Stored data entries>

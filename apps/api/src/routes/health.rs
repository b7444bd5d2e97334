use axum::{extract::State, Json};
use serde_json::{json, Value};

use crate::state::AppState;

/// GET /health
/// Service version plus which backends this instance is running with.
pub async fn health_handler(State(state): State<AppState>) -> Json<Value> {
    let storage = if state.config.redis_url.is_some() {
        "redis"
    } else {
        "memory"
    };
    let assist = if state.config.anthropic_api_key.is_some() {
        "llm"
    } else {
        "offline"
    };
    Json(json!({
        "status": "ok",
        "version": env!("CARGO_PKG_VERSION"),
        "service": "resume-api",
        "storage": storage,
        "assist": assist
    }))
}
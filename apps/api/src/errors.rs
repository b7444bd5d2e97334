use axum::{
    http::StatusCode,
    response::{IntoResponse, Response},
    Json,
};
use serde_json::json;
use thiserror::Error;

/// Application-level error type.
/// Implements `IntoResponse` so Axum handlers can return `Result<T, AppError>`.
///
/// Rendering and scoring never produce one of these; they are total.
#[derive(Debug, Error)]
pub enum AppError {
    #[error("Not found: {0}")]
    NotFound(String),

    #[error("Validation error: {0}")]
    Validation(String),

    #[error("Storage error: {0}")]
    Storage(#[from] redis::RedisError),

    #[error("Serialization error: {0}")]
    Serialization(#[from] serde_json::Error),

    #[error("Internal server error: {0}")]
    Internal(#[from] anyhow::Error),

    #[error("Not implemented")]
    NotImplemented,
}

impl IntoResponse for AppError {
    fn into_response(self) -> Response {
        let (status, code, message) = match &self {
            AppError::NotFound(msg) => (StatusCode::NOT_FOUND, "NOT_FOUND", msg.clone()),
            AppError::Validation(msg) => (StatusCode::BAD_REQUEST, "VALIDATION_ERROR", msg.clone()),
            AppError::Storage(e) => {
                tracing::error!("Storage error: {e}");
                (
                    StatusCode::INTERNAL_SERVER_ERROR,
                    "STORAGE_ERROR",
                    "A storage error occurred".to_string(),
                )
            }
            AppError::Serialization(e) => {
                tracing::error!("Serialization error: {e}");
                (
                    StatusCode::INTERNAL_SERVER_ERROR,
                    "SERIALIZATION_ERROR",
                    "Stored resume data could not be read".to_string(),
                )
            }
            AppError::Internal(e) => {
                tracing::error!("Internal error: {e:?}");
                (
                    StatusCode::INTERNAL_SERVER_ERROR,
                    "INTERNAL_ERROR",
                    "An internal server error occurred".to_string(),
                )
            }
            AppError::NotImplemented => (
                StatusCode::NOT_IMPLEMENTED,
                "NOT_IMPLEMENTED",
                "This endpoint is not yet implemented".to_string(),
            ),
        };

        let body = Json(json!({
            "error": {
                "code": code,
                "message": message
            }
        }));

        (status, body).into_response()
    }
}

#[cfg(test)]
mod tests {
    use super::*;

    #[test]
    fn test_status_codes() {
        assert_eq!(
            AppError::NotFound("x".into()).into_response().status(),
            StatusCode::NOT_FOUND
        );
        assert_eq!(
            AppError::Validation("x".into()).into_response().status(),
            StatusCode::BAD_REQUEST
        );
        assert_eq!(
            AppError::NotImplemented.into_response().status(),
            StatusCode::NOT_IMPLEMENTED
        );
        assert_eq!(
            AppError::Internal(anyhow::anyhow!("boom")).into_response().status(),
            StatusCode::INTERNAL_SERVER_ERROR
        );
    }
}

Directions>
For each line above that contains "from", make a copy.

Solution to the problem>
    Storage(#[from] redis::RedisError),
    Serialization(#[from] serde_json::Error),
    Internal(#[from] anyhow::Error),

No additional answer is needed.